1. Background: Random Projections for Data Sketching (more info)
Imagine a network switch which must process dozens of gigabytes per second, and may only have a few kilobytes or megabytes of fast memory available. Imagine also that, from the huge amount of traffic passing by the switch, we wish to compute basic stats like the number of distinct traffic flows (source/destination pairs) traversing the switch, the variability of the packet sizes, etc. Lots of data to process, not a lot of space: the perfect recipe for an epic infrastructural failure.
Streaming model of computation to the rescue! The model aims to capture scenarios in which a computing device with a very limited amount of storage must process a huge amount of data, and must compute some aggregate summary statistics about that data.

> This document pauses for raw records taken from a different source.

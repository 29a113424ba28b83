//! Loopback redirect agent for native apps and CLIs (RFC 8252 section 7.3)
//!
//! [`LoopbackUserAgent`] binds a listener on `127.0.0.1`, opens the system
//! browser at the presented URL, and resumes the session with whichever
//! request arrives on the redirect path.

use std::fmt;
use std::sync::{Arc, Mutex};

use std::time::Duration;

use tokio::io::{AsyncBufRead, AsyncBufReadExt, AsyncReadExt, AsyncWriteExt, BufReader};
use tokio::net::{TcpListener, TcpStream};
use tokio::sync::Notify;
use tokio::task::JoinHandle;
use url::Url;

use crate::error::{OAuthError, Result};
use crate::user_agent::{ExternalUserAgent, ResumableSession};

const SUCCESS_PAGE: &str = "Authorization complete. You may close this tab.";

/// Upper bound on a redirect request's line and headers.
const MAX_REQUEST_HEAD_BYTES: u64 = 16 * 1024;

/// How long a connection may stay open before sending its request.
const REQUEST_HEAD_TIMEOUT: Duration = Duration::from_secs(120);

/// External user agent that receives the redirect on a loopback listener.
///
/// # Examples
///
/// ```no_run
/// use oauthkit::user_agent::LoopbackUserAgent;
///
/// # async fn example() -> oauthkit::error::Result<()> {
/// let agent = LoopbackUserAgent::bind(0, "/callback").await?;
/// println!("redirect to {}", agent.redirect_uri());
/// # Ok(())
/// # }
/// ```
pub struct LoopbackUserAgent {
    listener: Mutex<Option<TcpListener>>,
    redirect_uri: Url,
    open_browser: bool,
    task: Mutex<Option<JoinHandle<()>>>,
}

impl fmt::Debug for LoopbackUserAgent {
    fn fmt(&self, f: &mut fmt::Formatter<'_>) -> fmt::Result {
        f.debug_struct("LoopbackUserAgent")
            .field("redirect_uri", &self.redirect_uri.as_str())
            .field("open_browser", &self.open_browser)
            .finish()
    }
}

impl LoopbackUserAgent {
    /// Binds the redirect listener.
    ///
    /// # Arguments
    ///
    /// * `port` - Port on `127.0.0.1`; `0` picks a free one.
    /// * `path` - Redirect path, such as `/callback`.
    ///
    /// # Errors
    ///
    /// Returns [`OAuthError::AgentPresentation`] if the port cannot be bound.
    pub async fn bind(port: u16, path: &str) -> Result<Self> {
        let listener = TcpListener::bind(("127.0.0.1", port))
            .await
            .map_err(|e| {
                OAuthError::AgentPresentation(format!("failed to bind redirect listener: {e}"))
            })?;
        let local_addr = listener.local_addr().map_err(|e| {
            OAuthError::AgentPresentation(format!("failed to get local address: {e}"))
        })?;

        let path = if path.starts_with('/') {
            path.to_string()
        } else {
            format!("/{path}")
        };
        let redirect_uri = Url::parse(&format!("http://127.0.0.1:{}{path}", local_addr.port()))
            .map_err(|e| OAuthError::Configuration(format!("invalid redirect path: {e}")))?;

        Ok(Self {
            listener: Mutex::new(Some(listener)),
            redirect_uri,
            open_browser: true,
            task: Mutex::new(None),
        })
    }

    /// Does not launch a browser; the URL is only printed.
    pub fn without_browser(mut self) -> Self {
        self.open_browser = false;
        self
    }

    /// The redirect URI to register and send with the request.
    pub fn redirect_uri(&self) -> &Url {
        &self.redirect_uri
    }

    /// Attempts to open the URL in the user's default browser.
    ///
    /// Errors are ignored; the user can copy the URL from stderr.
    fn try_open_browser(url: &Url) {
        #[cfg(target_os = "macos")]
        {
            let _ = std::process::Command::new("open").arg(url.as_str()).spawn();
        }
        #[cfg(target_os = "linux")]
        {
            let _ = std::process::Command::new("xdg-open")
                .arg(url.as_str())
                .spawn();
        }
        #[cfg(target_os = "windows")]
        {
            let _ = std::process::Command::new("cmd")
                .args(["/C", "start", "", url.as_str()])
                .spawn();
        }
        #[cfg(not(any(target_os = "macos", target_os = "linux", target_os = "windows")))]
        {
            let _ = url;
        }
    }
}

#[async_trait::async_trait]
impl ExternalUserAgent for LoopbackUserAgent {
    async fn present(&self, url: Url, session: Arc<dyn ResumableSession>) -> Result<()> {
        let listener = self
            .listener
            .lock()
            .unwrap_or_else(|poisoned| poisoned.into_inner())
            .take()
            .ok_or_else(|| {
                OAuthError::AgentPresentation("loopback agent already presented".to_string())
            })?;

        eprintln!("Open the following URL in your browser to continue:\n{url}");
        if self.open_browser {
            Self::try_open_browser(&url);
        }

        let origin = self.redirect_uri.clone();
        let handle = tokio::spawn(accept_redirects(listener, origin, session));
        *self
            .task
            .lock()
            .unwrap_or_else(|poisoned| poisoned.into_inner()) = Some(handle);
        Ok(())
    }

    fn dismiss(&self) {
        if let Some(handle) = self
            .task
            .lock()
            .unwrap_or_else(|poisoned| poisoned.into_inner())
            .take()
        {
            handle.abort();
        }
    }
}

/// Serves connections until one of them finishes the session.
///
/// Each connection is handled on its own task, so a socket the browser
/// opens early and leaves idle does not hold up the redirect.
async fn accept_redirects(listener: TcpListener, origin: Url, session: Arc<dyn ResumableSession>) {
    let finished = Arc::new(Notify::new());
    loop {
        let stream = tokio::select! {
            accepted = listener.accept() => match accepted {
                Ok((stream, _peer)) => stream,
                Err(e) => {
                    tracing::warn!(error = %e, "failed to accept redirect connection");
                    continue;
                }
            },
            _ = finished.notified() => break,
        };

        let origin = origin.clone();
        let session = session.clone();
        let finished = finished.clone();
        tokio::spawn(async move {
            match handle_connection(stream, &origin, session.as_ref()).await {
                Ok(true) => finished.notify_one(),
                Ok(false) => {}
                Err(e) => tracing::debug!(error = %e, "redirect connection dropped"),
            }
        });
    }
}

/// Reads one request, resumes the session with its target, and answers the
/// browser.  Returns `true` once the session is finished.
async fn handle_connection(
    stream: TcpStream,
    origin: &Url,
    session: &dyn ResumableSession,
) -> std::io::Result<bool> {
    let mut reader = BufReader::new(stream.take(MAX_REQUEST_HEAD_BYTES));

    let request_line = tokio::time::timeout(REQUEST_HEAD_TIMEOUT, read_request_head(&mut reader))
        .await
        .map_err(|_| {
            std::io::Error::new(std::io::ErrorKind::TimedOut, "request head not received")
        })??;

    let target = request_line.split_whitespace().nth(1).unwrap_or("/");
    let (status, body, finished) = match origin.join(target) {
        Ok(url) => match session.resume(&url) {
            Ok(true) => ("200 OK", SUCCESS_PAGE.to_string(), true),
            Ok(false) => ("404 Not Found", "Not found.".to_string(), false),
            Err(e) => ("400 Bad Request", format!("Authorization failed: {e}"), true),
        },
        Err(_) => ("400 Bad Request", "Malformed request.".to_string(), false),
    };

    let response = format!(
        "HTTP/1.1 {status}\r\nContent-Type: text/plain\r\nContent-Length: {}\r\nConnection: close\r\n\r\n{body}",
        body.len()
    );
    let mut stream = reader.into_inner().into_inner();
    stream.write_all(response.as_bytes()).await?;
    stream.shutdown().await?;
    Ok(finished)
}

/// Returns the request line, e.g. `GET /callback?code=...&state=... HTTP/1.1`,
/// after consuming the headers.
async fn read_request_head<R: AsyncBufRead + Unpin>(reader: &mut R) -> std::io::Result<String> {
    let mut request_line = String::new();
    reader.read_line(&mut request_line).await?;
    loop {
        let mut header = String::new();
        let read = reader.read_line(&mut header).await?;
        if read == 0 || header.trim_end().is_empty() {
            break;
        }
    }
    Ok(request_line)
}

Let us formalize this model using a frequency vector x.
The raw stream is a growing sequence of indices Dn = (i1,i2,...,ik,...,in), where each ik ∈ {data-alphabet} = {1,...,d}, where d, the size of the “data-alphabet”, may be very large. For our developments, think d way larger than n, possibly infinite!
At an abstract level, the goal is to initialize, store and update sequentially[1] the frequency vector x = [x1,...,xd]T with
xj = {number of indices ik in Dn equal to j} = cardinality {k : ik = j}, j ∈ {1,...,d},
and then to output some properties of x at the end of the stream, such as its length, or the number of non-zero entries, etc. If the algorithm were to maintain x explicitly, it could initialize x(0) ← [0,0,...,0]T, then, at each step k, it receives the
index ik and just increments x(ikk−1) by 1 to get the updated frequency vector x(k). Notice that, in terms of notation, x ≡ x(n). Given this sequential, explicit representation of x at the end of the stream, one can easily compute the desired properties.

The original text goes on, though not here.